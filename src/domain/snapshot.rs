//! Daily security snapshots fed to universe selection.
//!
//! Coarse rows carry cheap price data for every tradable security; fine rows
//! carry fundamentals for the coarse survivors only.

/// One coarse row: last price against the prior session's adjusted close.
#[derive(Debug, Clone, PartialEq)]
pub struct CoarseSnapshot {
    pub symbol: String,
    pub price: f64,
    pub adjusted_prior_close: f64,
}

impl CoarseSnapshot {
    /// Premarket gap as a fraction of the prior close.
    ///
    /// A zero prior close yields `0.0` rather than a division by zero. That
    /// reads a data anomaly as "no gap"; callers that care must check
    /// `adjusted_prior_close` themselves.
    pub fn gap_fraction(&self) -> f64 {
        if self.adjusted_prior_close == 0.0 {
            return 0.0;
        }
        (self.price - self.adjusted_prior_close) / self.adjusted_prior_close
    }
}

#[derive(Debug, Clone, PartialEq)]
pub struct CompanyProfile {
    pub market_cap: Option<f64>,
}

/// One fine row. `profile` is `None` when no fundamentals exist for the symbol.
#[derive(Debug, Clone, PartialEq)]
pub struct FineSnapshot {
    pub symbol: String,
    pub profile: Option<CompanyProfile>,
}

impl FineSnapshot {
    pub fn market_cap(&self) -> Option<f64> {
        self.profile.as_ref().and_then(|p| p.market_cap)
    }
}
//! CSV signal sink.

use crate::domain::error::OrbError;
use crate::domain::signal::Signal;
use crate::ports::signal_port::SignalSink;
use std::fs::File;
use std::io::Write;
use std::path::Path;

const HEADER: [&str; 5] = [
    "generated_at",
    "symbol",
    "direction",
    "close",
    "horizon_minutes",
];

/// Appends one row per signal, flushing after each so a crashed replay
/// still leaves every emitted signal on disk.
pub struct CsvSignalSink<W: Write> {
    writer: csv::Writer<W>,
}

impl CsvSignalSink<File> {
    pub fn create<P: AsRef<Path>>(path: P) -> Result<Self, OrbError> {
        let file = File::create(path.as_ref()).map_err(|e| OrbError::Sink {
            reason: format!("failed to create {}: {}", path.as_ref().display(), e),
        })?;
        Self::from_writer(file)
    }
}

impl<W: Write> CsvSignalSink<W> {
    pub fn from_writer(inner: W) -> Result<Self, OrbError> {
        let mut writer = csv::Writer::from_writer(inner);
        writer.write_record(HEADER).map_err(sink_error)?;
        Ok(Self { writer })
    }

    pub fn into_inner(self) -> Result<W, OrbError> {
        self.writer.into_inner().map_err(|e| OrbError::Sink {
            reason: e.to_string(),
        })
    }
}

impl<W: Write> SignalSink for CsvSignalSink<W> {
    fn emit(&mut self, signal: &Signal) -> Result<(), OrbError> {
        self.writer
            .write_record([
                signal.generated_at.format("%Y-%m-%d %H:%M").to_string(),
                signal.symbol.clone(),
                signal.direction.to_string(),
                signal.close.to_string(),
                signal.horizon.num_minutes().to_string(),
            ])
            .map_err(sink_error)?;
        self.writer.flush().map_err(|e| OrbError::Sink {
            reason: e.to_string(),
        })
    }
}

fn sink_error(e: csv::Error) -> OrbError {
    OrbError::Sink {
        reason: e.to_string(),
    }
}
//! Signal sink port trait.

use crate::domain::error::OrbError;
use crate::domain::signal::Signal;

/// Receives breakout signals for downstream sizing/execution.
pub trait SignalSink {
    fn emit(&mut self, signal: &Signal) -> Result<(), OrbError>;
}

impl SignalSink for Vec<Signal> {
    fn emit(&mut self, signal: &Signal) -> Result<(), OrbError> {
        self.push(signal.clone());
        Ok(())
    }
}
//! Daily snapshot feed port trait.

use crate::domain::error::OrbError;
use crate::domain::snapshot::{CoarseSnapshot, FineSnapshot};
use chrono::NaiveDate;

pub trait SnapshotPort {
    fn coarse(&self, date: NaiveDate) -> Result<Vec<CoarseSnapshot>, OrbError>;

    /// Fundamentals for `symbols`, in the order requested. A symbol without
    /// fundamentals is returned with `profile: None`.
    fn fine(&self, date: NaiveDate, symbols: &[String]) -> Result<Vec<FineSnapshot>, OrbError>;

    /// Session dates with a coarse snapshot available, ascending.
    fn sessions(&self) -> Result<Vec<NaiveDate>, OrbError>;
}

• **Exercise aim**: Check each line of the listing above, and copy it if it contains the word "Daily".

• **Answer space**:
//! Daily security snapshots fed to universe selection.
//! Daily snapshot feed port trait.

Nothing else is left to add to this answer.